Saved data entries

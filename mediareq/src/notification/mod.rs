//! Notification fan-out subsystem.
//!
//! A domain event becomes a [`Notification`], the dispatcher filters the
//! registered agents by enablement and type mask, and every surviving agent
//! delivers concurrently through its transport. Delivery is best-effort: a
//! failing agent or recipient never fails the triggering domain action.

pub mod agents;
pub mod dispatcher;
pub mod events;
pub mod transport;

use bitflags::bitflags;
use serde::{Deserialize, Serialize};
use url::Url;

use crate::models::User;

pub use dispatcher::{AgentOutcome, NotificationDispatcher};
pub use events::NotificationEvent;

bitflags! {
    /// Notification category bitmask.
    ///
    /// Categories are disjoint powers of two; combining several is a bitwise
    /// union. Bit values are part of the stored data format.
    #[derive(Clone, Copy, Debug, Default, PartialEq, Eq, Hash, Serialize, Deserialize)]
    pub struct NotificationTypes: u32 {
        /// A request is awaiting approval.
        const MEDIA_PENDING = 1 << 1;
        /// A request was approved.
        const MEDIA_APPROVED = 1 << 2;
        /// Requested media became available.
        const MEDIA_AVAILABLE = 1 << 3;
        /// Processing of requested media failed.
        const MEDIA_FAILED = 1 << 4;
        /// A connectivity test issued from the settings screen.
        const TEST_NOTIFICATION = 1 << 5;
        /// A request was declined.
        const MEDIA_DECLINED = 1 << 6;
        /// A request was approved automatically.
        const MEDIA_AUTO_APPROVED = 1 << 7;
        /// An issue was reported.
        const ISSUE_CREATED = 1 << 8;
        /// A comment was added to an issue.
        const ISSUE_COMMENT = 1 << 9;
        /// An issue was resolved.
        const ISSUE_RESOLVED = 1 << 10;
        /// A resolved issue was reopened.
        const ISSUE_REOPENED = 1 << 11;
    }
}

impl NotificationTypes {
    /// Every issue-related category.
    pub const ISSUE_ALL: Self = Self::ISSUE_CREATED
        .union(Self::ISSUE_COMMENT)
        .union(Self::ISSUE_RESOLVED)
        .union(Self::ISSUE_REOPENED);

    /// Wire name of a single-category mask, e.g. `MEDIA_PENDING`.
    #[must_use]
    pub fn name(self) -> &'static str {
        self.iter_names().next().map_or("UNKNOWN", |(name, _)| name)
    }
}

/// Check whether a configured type mask admits `required`.
///
/// An empty requirement passes (nothing to filter). A configured mask of
/// exactly zero means "no filter configured yet" and admits everything.
/// `TEST_NOTIFICATION` is ORed into the configured mask before testing so test
/// sends can never be filtered out.
#[must_use]
pub fn has_notification_type(required: NotificationTypes, configured: NotificationTypes) -> bool {
    if required.is_empty() {
        return true;
    }
    if configured.is_empty() {
        return true;
    }
    (configured | NotificationTypes::TEST_NOTIFICATION).intersects(required)
}

/// A single name/value pair attached to a notification.
#[derive(Debug, Clone, PartialEq, Eq, Serialize, Deserialize)]
pub struct ExtraField {
    pub name: String,
    pub value: String,
}

impl ExtraField {
    pub fn new(name: impl Into<String>, value: impl Into<String>) -> Self {
        Self {
            name: name.into(),
            value: value.into(),
        }
    }
}

/// One dispatchable notification: the event plus its audience.
///
/// Created by an event source, consumed exactly once by the dispatcher, never
/// persisted.
#[derive(Debug, Clone)]
pub struct Notification {
    pub event: NotificationEvent,
    /// Direct recipient. When set, agents deliver to this user's channel
    /// identity only.
    pub notify_user: Option<User>,
    /// Broadcast to every user holding the management permission relevant to
    /// the event category.
    pub notify_admin: bool,
    /// Poster or artwork to embed where the channel supports it.
    pub image: Option<Url>,
    /// Ordered channel-agnostic detail rows (requester, seasons, comment...).
    pub extra: Vec<ExtraField>,
}

impl Notification {
    /// Notification with no audience; callers layer one on with the builder
    /// methods.
    #[must_use]
    pub fn new(event: NotificationEvent) -> Self {
        Self {
            event,
            notify_user: None,
            notify_admin: false,
            image: None,
            extra: Vec::new(),
        }
    }

    #[must_use]
    pub fn for_user(mut self, user: User) -> Self {
        self.notify_user = Some(user);
        self
    }

    #[must_use]
    pub fn for_admins(mut self) -> Self {
        self.notify_admin = true;
        self
    }

    #[must_use]
    pub fn with_image(mut self, image: Url) -> Self {
        self.image = Some(image);
        self
    }

    #[must_use]
    pub fn with_extra(mut self, name: impl Into<String>, value: impl Into<String>) -> Self {
        self.extra.push(ExtraField::new(name, value));
        self
    }

    /// The single category bit this notification carries.
    #[must_use]
    pub fn kind(&self) -> NotificationTypes {
        self.event.notification_type()
    }
}

#[cfg(test)]
mod tests {
    use rstest::rstest;

    use super::*;

    #[test]
    fn test_type_always_allowed() {
        assert!(has_notification_type(
            NotificationTypes::TEST_NOTIFICATION,
            NotificationTypes::empty(),
        ));
        assert!(has_notification_type(
            NotificationTypes::TEST_NOTIFICATION,
            NotificationTypes::MEDIA_PENDING,
        ));
    }

    #[test]
    fn zero_mask_allows_everything() {
        assert!(has_notification_type(
            NotificationTypes::ISSUE_RESOLVED,
            NotificationTypes::empty(),
        ));
    }

    #[test]
    fn empty_requirement_passes() {
        assert!(has_notification_type(
            NotificationTypes::empty(),
            NotificationTypes::MEDIA_APPROVED,
        ));
    }

    #[test]
    fn configured_mask_filters() {
        let configured = NotificationTypes::MEDIA_APPROVED | NotificationTypes::MEDIA_DECLINED;
        assert!(has_notification_type(
            NotificationTypes::MEDIA_APPROVED,
            configured
        ));
        assert!(!has_notification_type(
            NotificationTypes::ISSUE_CREATED,
            configured
        ));
    }

    #[rstest]
    #[case(NotificationTypes::MEDIA_PENDING, NotificationTypes::ISSUE_COMMENT)]
    #[case(NotificationTypes::MEDIA_AVAILABLE, NotificationTypes::MEDIA_FAILED)]
    fn union_matches_either_disjoint_bit(
        #[case] a: NotificationTypes,
        #[case] b: NotificationTypes,
    ) {
        let configured = NotificationTypes::MEDIA_PENDING
            | NotificationTypes::MEDIA_AVAILABLE
            | NotificationTypes::MEDIA_FAILED
            | NotificationTypes::ISSUE_COMMENT;
        let combined = has_notification_type(a | b, configured);
        let separate =
            has_notification_type(a, configured) || has_notification_type(b, configured);
        assert_eq!(combined, separate);
    }

    #[test]
    fn notification_types_are_disjoint_powers_of_two() {
        let mut seen = 0u32;
        for flag in NotificationTypes::all().iter() {
            let bits = flag.bits();
            assert_eq!(bits.count_ones(), 1, "{flag:?} is not a single bit");
            assert_eq!(seen & bits, 0, "{flag:?} overlaps another category");
            seen |= bits;
        }
    }
}
//! mediareq core library.
//!
//! Permission checks, rolling request quotas, and multi-channel notification
//! fan-out for a media request manager. The host application owns the web
//! surface and persistence; this crate owns the decisions.

pub mod error;
pub mod models;
pub mod notification;
pub mod permissions;
pub mod quota;
pub mod store;

pub use error::{Error, Result};
pub use notification::{Notification, NotificationDispatcher, NotificationEvent, NotificationTypes};
pub use permissions::{PermissionCheck, Permissions, has_permission};
pub use quota::{QuotaEngine, QuotaPolicy, UserQuota};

Exercise requirements
Find each line in the records above that contains "case", and copy it.

Task answer
    #[case(NotificationTypes::MEDIA_PENDING, NotificationTypes::ISSUE_COMMENT)]
    #[case(NotificationTypes::MEDIA_AVAILABLE, NotificationTypes::MEDIA_FAILED)]
        #[case] a: NotificationTypes,
        #[case] b: NotificationTypes,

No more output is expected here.